> On 18 Feb 2018, at 18:54, agrayson2...@gmail.com wrote:
> 
> 
> 
> On Sunday, February 18, 2018 at 7:11:38 AM UTC-7, Lawrence Crowell wrote:
> On Sunday, February 18, 2018 at 4:25:07 AM UTC-6, Russell Standish wrote:
> On Sat, Feb 17, 2018 at 05:19:22PM -0800, Brent Meeker wrote: 
> > 
> > 
> > On 2/17/2018 4:58 PM, agrays...@gmail.com <> wrote: 
> > > But what is the criterion when AI exceeds human intelligence? AG 
> > > 
> > > https://www.zerohedge.com/news/2018-02-16/father-artificial-intelligence-singularity-less-30-years-away
> > >  
> > > <https://www.zerohedge.com/news/2018-02-16/father-artificial-intelligence-singularity-less-30-years-away>
> > >  
> > 
> > So we need to sharpen the question.  Exactly *what* is 30yrs away? 
> > 
> > Brent 
> > 
> 
> According to the title (I haven't RTFA), it's the 
> singularity. Starting from a point where a machine designs, 
> and manufactures improved copies of itself, technology will supposedly 
> veer from it's exponential path (Moore's law) etc to hyperbolic. Being 
> hyperbolic, it reaches infinity within a finite period of time, 
> expected to be a matter of months perhaps. 
> 
> Given that we really don't understand creative processes (not even 
> good old fashioned biological evolution is really well understood), 
> I'm sceptical about the 30 years prognostication. It is mostly based on 
> extrapolating Moore's law, which is the easy part of technological change. 
> 
> This won't be a problem for my children - my grandchildren perhaps, if 
> I ever end up having any. 
> 
> Cheers 
> 
> One thing a computer can not do is ask a question. I can ask a question and 
> program a computer to help solve the problem. In fact I am doing a program to 
> do just this. I am working a computer program to model aspects of 
> gravitational memory. What the computer will not do, at least computers we 
> currently employ will not do is to ask the question and then work to solve 
> it. A computer can find a numerical solution or render something numerically, 
> but it does not spontaneously act to ask the question or to propose something 
> creative to then solve or render the solution.
> 
> LC 
> 
> You've hit the proverbial nail on the head.

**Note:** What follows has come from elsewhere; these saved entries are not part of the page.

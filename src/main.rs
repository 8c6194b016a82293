use anyhow::Result;
use clap::Parser;
use tracing_subscriber::{layer::SubscriberExt, util::SubscriberInitExt};

mod cli;
mod config;
mod handlers;
mod router;
mod schemas;
mod upstream;

#[cfg(test)]
mod test_utils;

use cli::Cli;

/// Main entry point for the pricing console.
#[tokio::main]
async fn main() -> Result<()> {
    // Initialize tracing
    tracing_subscriber::registry()
        .with(
            tracing_subscriber::EnvFilter::try_from_default_env()
                .unwrap_or_else(|_| "pricing_console=debug,tower_http=debug,axum::rejection=trace".into()),
        )
        .with(tracing_subscriber::fmt::layer())
        .init();

    let cli = Cli::parse();
    cli.run().await
}
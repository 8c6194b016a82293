use common::CustomerField;
use yew::prelude::*;

use super::form::CustomerForm;
use super::results::ResultsPanel;
use crate::api_client::HttpPricingService;
use crate::chart::{PlotlySurface, PriceChart, PRICE_CHART_ID};
use crate::controller::{load_self_test, submit_for_pricing};
use crate::form_state::{FormAction, PricingForm};
use crate::shared::error::ErrorDisplay;
use crate::shared::loading::LoadingIndicator;
use crate::shared::toast::ToastContext;

const SELF_TEST_CONFIRMATION: &str = "Model test successful! Model is working correctly.";

#[function_component(PricingPage)]
pub fn pricing_page() -> Html {
    let form = use_reducer(PricingForm::default);
    let toast_ctx = use_context::<ToastContext>();
    let chart = use_mut_ref(|| PriceChart::new(PlotlySurface, PRICE_CHART_ID));

    // Redraw or tear down the chart whenever a result is rendered or the form is reset.
    {
        let chart = chart.clone();
        let toast_ctx = toast_ctx.clone();
        use_effect_with(form.chart().clone(), move |state| {
            if let Err(e) = chart.borrow_mut().sync(state) {
                log::error!("Failed to render price chart: {}", e);
                if let Some(toast_ctx) = &toast_ctx {
                    toast_ctx.show_error(e);
                }
            }
            || ()
        });
    }

    let on_input = {
        let dispatcher = form.dispatcher();
        Callback::from(move |(field, text): (CustomerField, String)| {
            dispatcher.dispatch(FormAction::SetField(field, text));
        })
    };

    let on_submit = {
        let form = form.clone();
        Callback::from(move |_: ()| {
            let input = form.customer_input();
            let dispatcher = form.dispatcher();
            wasm_bindgen_futures::spawn_local(async move {
                let dispatch = move |action: FormAction| dispatcher.dispatch(action);
                if submit_for_pricing(&HttpPricingService, input, &dispatch).await.is_ok() {
                    log::debug!("Price calculation rendered");
                }
            });
        })
    };

    let on_self_test = {
        let dispatcher = form.dispatcher();
        let toast_ctx = toast_ctx.clone();
        Callback::from(move |_: ()| {
            let dispatcher = dispatcher.clone();
            let toast_ctx = toast_ctx.clone();
            wasm_bindgen_futures::spawn_local(async move {
                let dispatch = move |action: FormAction| dispatcher.dispatch(action);
                if load_self_test(&HttpPricingService, &dispatch).await.is_ok() {
                    if let Some(toast_ctx) = toast_ctx {
                        toast_ctx.show_success(SELF_TEST_CONFIRMATION.to_string());
                    }
                }
            });
        })
    };

    let on_sample = {
        let dispatcher = form.dispatcher();
        Callback::from(move |_: ()| {
            log::debug!("Loading sample customer profile");
            dispatcher.dispatch(FormAction::LoadSample);
        })
    };

    let on_reset = {
        let dispatcher = form.dispatcher();
        Callback::from(move |_: ()| {
            log::debug!("Resetting pricing form");
            dispatcher.dispatch(FormAction::Reset);
        })
    };

    let view = form.view();

    html! {
        <div class="grid grid-cols-1 xl:grid-cols-2 gap-6">
            <CustomerForm
                form={(*form).clone()}
                on_input={on_input}
                on_submit={on_submit}
                on_self_test={on_self_test}
                on_sample={on_sample}
                on_reset={on_reset}
            />
            <div class="flex flex-col gap-4">
                <LoadingIndicator visible={view.shows_loading()} text={Some("Calculating price...".to_string())} />
                <ErrorDisplay
                    visible={view.shows_error()}
                    message={view.error().unwrap_or_default().to_string()}
                />
                <ResultsPanel visible={view.shows_results()} result={form.chart().result} />
            </div>
        </div>
    }
}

If a computer can't ask a 
> question, it can't, by itself, add to our knowledge. It can't propose a new 
> theory. It can only be a tool for humans to test our theories. Thus, it is 
> completely a misnomer to refer to it as "intelligent".  AG


But when we listen to the (Löbian) machine, which already exist (to be sure), 
we got already many questions, in fact much more question than answer, which 
means, indeed, that they are already intelligent.

The universal machine is born maximally incompetent and intelligent. By getting 
more competent, it becomes less intelligent. The singularity is in the past, 
and the new singularity is when the machine will be as stupid as the humans 
being, if we have not destroy the planet before.